本发明涉及计算机技术领域，尤其涉及一种网络入侵防御系统。

背景技术

入侵检测是对入侵行为的检测。它通过收集和分析网络行为、安全日志、审计数据、其它网络上可以获得的信息以及计算机系统中若干关键点的信息，检查网络或系统中是否存在违反安全策略的行为和被攻击的迹象。入侵检测作为一种积极主动地安全防护技术，提供了对内部攻击、外部攻击和误操作的实时保护，在网络系统受到危害之前拦截和响应入侵。

现有的网络入侵防御系统在防御过程中存在较多的缺陷，一般网络入侵防御系统的大多数都通过分析某些安全设备的日志对已经发生的攻击行为进行分析和监测，基本都是被动防御的思路，缺乏网络安全态势感知与联动预警的能力，当检测到网络攻击事件之后再采取相应的应急措施，此时损失已经造成，不利于用于隐私的保护。因此，针对上述问题提出一种网络入侵防御系统。

发明内容

本发明的目的就在于为了解决上述机网络入侵防御系统结构复杂且入侵防御效果低下的问题而提供一种网络入侵防御系统，具有全面监控的优点。

为实现上述目的，本发明采用如下技术方案：

一种网络入侵防御系统，包括

解析及响应层，所述解析及响应层用于为整个防御系统提供对客户端发送的Http 报文请求的解析及服务器响应时 Http 报文封装的接口；当有客户端访问服务器时通知策略引擎调度策略检测客户端的访问信息并为策略引擎提供响应的实现；所述解析及响应层是由服务器提供的接口封装实现。

策略引擎层，所述策略引擎层用于策略的调度在策略中通过所述解析及响应层提供的接口获取客户端的信息具体的响应也交给所述解析及响应层完成；同时所述策略引擎还需要调度数据管理层完成策略的加载以及日志记录的功能。
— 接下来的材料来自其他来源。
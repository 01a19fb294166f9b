//! Where documents come from.
//!
//! A [`DocumentSource`] is a URL, a file or standard input. URL sources go
//! through the [`DocumentCache`] according to a [`CachePolicy`]; when a fetch
//! fails, any cached copy is served instead, however old.

mod cache;

pub use cache::{CACHE_DIR_ENV, CacheError, CachedDocument, DEFAULT_TTL, DocumentCache};

use crate::markdown::{Markdown, MarkdownError};
use lazy_static::lazy_static;
use serde::Serialize;
use std::fmt;
use std::io::Read;
use std::path::PathBuf;
use std::str::FromStr;
use thiserror::Error;
use url::Url;

/// The document shown when no source is given.
pub const DEFAULT_DOCUMENT_URL: &str =
    "https://raw.githubusercontent.com/g-h-0-S-t/JavaScript-Interview/main/README.md";

lazy_static! {
    static ref DEFAULT_URL: Url = Url::parse(DEFAULT_DOCUMENT_URL).unwrap();
}

#[derive(Debug, Error)]
pub enum SourceError {
    #[error("Failed to read {path}: {source}")]
    Read {
        path: PathBuf,
        #[source]
        source: std::io::Error,
    },

    #[error("Failed to read standard input: {0}")]
    Stdin(#[source] std::io::Error),

    #[error(transparent)]
    Fetch(#[from] MarkdownError),

    #[error("Invalid URL: {0}")]
    InvalidUrl(#[from] url::ParseError),
}

/// A place to load a markdown document from.
#[derive(Debug, Clone, PartialEq, Eq)]
pub enum DocumentSource {
    Url(Url),
    File(PathBuf),
    Stdin,
}

impl Default for DocumentSource {
    fn default() -> Self {
        Self::Url(DEFAULT_URL.clone())
    }
}

impl FromStr for DocumentSource {
    type Err = SourceError;

    /// `-` is standard input, `http://` and `https://` are URLs, anything
    /// else is a file path.
    fn from_str(s: &str) -> Result<Self, Self::Err> {
        let s = s.trim();
        if s == "-" {
            return Ok(Self::Stdin);
        }
        let lower = s.to_ascii_lowercase();
        if lower.starts_with("http://") || lower.starts_with("https://") {
            return Ok(Self::Url(Url::parse(s)?));
        }
        Ok(Self::File(PathBuf::from(s)))
    }
}

impl fmt::Display for DocumentSource {
    fn fmt(&self, f: &mut fmt::Formatter<'_>) -> fmt::Result {
        match self {
            Self::Url(url) => write!(f, "{url}"),
            Self::File(path) => write!(f, "{}", path.display()),
            Self::Stdin => write!(f, "<stdin>"),
        }
    }
}

/// How the cache is consulted for URL sources.
#[derive(Debug, Clone, Copy, Default, PartialEq, Eq)]
pub enum CachePolicy {
    /// Serve a fresh cached copy, otherwise fetch and store.
    #[default]
    Prefer,
    /// Always fetch, then store.
    Refresh,
    /// Neither read nor write the cache.
    Bypass,
}

/// Where a loaded document actually came from.
#[derive(Debug, Clone, Copy, PartialEq, Eq, Serialize)]
#[serde(rename_all = "kebab-case")]
pub enum Origin {
    Network,
    Cache,
    /// Fetch failed; an expired cached copy was used.
    StaleCache,
    File,
    Stdin,
}

impl fmt::Display for Origin {
    fn fmt(&self, f: &mut fmt::Formatter<'_>) -> fmt::Result {
        let label = match self {
            Self::Network => "network",
            Self::Cache => "cache",
            Self::StaleCache => "stale cache",
            Self::File => "file",
            Self::Stdin => "stdin",
        };
        f.write_str(label)
    }
}

#[derive(Debug, Clone)]
pub struct LoadedDocument {
    pub markdown: Markdown,
    pub origin: Origin,
}

/// Loads a document from `source`.
///
/// `cache` is only used for URL sources and is ignored with
/// [`CachePolicy::Bypass`].
///
/// ## Errors
///
/// Returns an error if the file or stdin cannot be read, or if the fetch
/// fails and no cached copy exists.
#[tracing::instrument(skip(source, cache), fields(source = %source))]
pub async fn load(
    source: &DocumentSource,
    cache: Option<&DocumentCache>,
    policy: CachePolicy,
) -> Result<LoadedDocument, SourceError> {
    match source {
        DocumentSource::File(path) => {
            let content = std::fs::read_to_string(path).map_err(|source| SourceError::Read {
                path: path.clone(),
                source,
            })?;
            Ok(LoadedDocument {
                markdown: Markdown::new(content).with_origin(path.display().to_string()),
                origin: Origin::File,
            })
        }
        DocumentSource::Stdin => {
            let mut content = String::new();
            std::io::stdin()
                .read_to_string(&mut content)
                .map_err(SourceError::Stdin)?;
            Ok(LoadedDocument {
                markdown: Markdown::new(content).with_origin("<stdin>"),
                origin: Origin::Stdin,
            })
        }
        DocumentSource::Url(url) => {
            let cache = match policy {
                CachePolicy::Bypass => None,
                _ => cache,
            };
            load_url(url, cache, policy).await
        }
    }
}

async fn load_url(
    url: &Url,
    cache: Option<&DocumentCache>,
    policy: CachePolicy,
) -> Result<LoadedDocument, SourceError> {
    if let Some(cache) = cache
        && policy == CachePolicy::Prefer
    {
        match cache.get(url) {
            Ok(Some(cached)) if cached.is_fresh(cache.ttl()) => {
                tracing::info!(age = ?cached.age(), "Using cached document");
                return Ok(from_cache(url, cached, Origin::Cache));
            }
            Ok(_) => {}
            Err(e) => tracing::warn!(error = %e, "Ignoring unreadable cache entry"),
        }
    }

    match Markdown::from_url(url).await {
        Ok(markdown) => {
            if let Some(cache) = cache
                && let Err(e) = cache.put(url, markdown.content())
            {
                tracing::warn!(error = %e, "Failed to cache fetched document");
            }
            Ok(LoadedDocument {
                markdown,
                origin: Origin::Network,
            })
        }
        Err(err) => {
            if let Some(cache) = cache
                && let Ok(Some(cached)) = cache.get(url)
            {
                tracing::warn!(error = %err, age = ?cached.age(), "Fetch failed, using cached copy");
                return Ok(from_cache(url, cached, Origin::StaleCache));
            }
            Err(err.into())
        }
    }
}

fn from_cache(url: &Url, cached: CachedDocument, origin: Origin) -> LoadedDocument {
    LoadedDocument {
        markdown: Markdown::new(cached.content).with_origin(url.as_str()),
        origin,
    }
}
数据管理层，所述数据管理层用于提供日志记录、配置管理及策略脚本解析的功能。

所述解析及响应层、所述策略引擎层、所述数据管理层都完成相对独立的功能，当某一层的实现发生变化时，只要提供的接口没有变化，对其他几层就没有影响。

进一步的技术方案，所述解析及响应层包括IPS 管理模块，负责管理和连接各个模块，管理数据流，读取配置文件后完成整个系统的初始化，对整个系统的状态进行管理，运行，停止，重新加载；当 Http 报文解析模块通知有客户端的访问时，调用策略引擎对客户端的行为及信息进行检测，对策略引擎返回的结果通知 Http 响应模块进行响应。

所述策略引擎层包括配置文件模块，用于完成配置文件的读取及保存，提供统一的接口，且配置文件模块可以根据需要而作修改。

所述策略引擎层包括日志模块，用于对系统运行时产生的日志或对入侵防御行为的进行记录，使用统一的格式将日志信息记录在文本文件中。

所述所述解析及响应层包括Http 报文的解析模块，为每一个客户端生成一个实现了能检测客户端相关信息的接口的对象，对客户端访问Web服务器时提交的原始数据进行解析，并通知IPS管理模块收到客户端的访问请求，请求策略引擎检测客户端的访问行为。

所述所述策略引擎层包括Http 响应模块，用于对数据报文进行组装。